# The task
Examine each line in the records below for the word "struct". Report how many lines contain it, and nothing else.
==== Extracted information ====
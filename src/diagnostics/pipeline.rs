use crate::diagnostics::{PyramidStage, TimingBreakdown};
use serde::Serialize;

#[derive(Clone, Debug, Serialize)]
#[serde(rename_all = "camelCase")]
pub struct InputDescriptor {
    pub width: usize,
    pub height: usize,
}

/// Trace of a `canny_pyramid` run.
#[derive(Clone, Debug, Serialize)]
#[serde(rename_all = "camelCase")]
pub struct CannyPyramidReport {
    pub input: InputDescriptor,
    pub timings: TimingBreakdown,
    pub pyramid: PyramidStage,
}

/// Convergence summary of the decolorization solver.
#[derive(Clone, Debug, Serialize)]
#[serde(rename_all = "camelCase")]
pub struct DecolorStage {
    pub iterations: usize,
    pub energy: f64,
    pub weights: Vec<f64>,
    /// Size the solver worked at (may be smaller than the input).
    pub working_width: usize,
    pub working_height: usize,
}

/// Trace of a `cpds` run.
#[derive(Clone, Debug, Serialize)]
#[serde(rename_all = "camelCase")]
pub struct CpdsReport {
    pub input: InputDescriptor,
    pub timings: TimingBreakdown,
    pub decolor: DecolorStage,
    /// Largest chromatic residual before normalization.
    pub offset_max: f32,
}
====
# Response to the task
4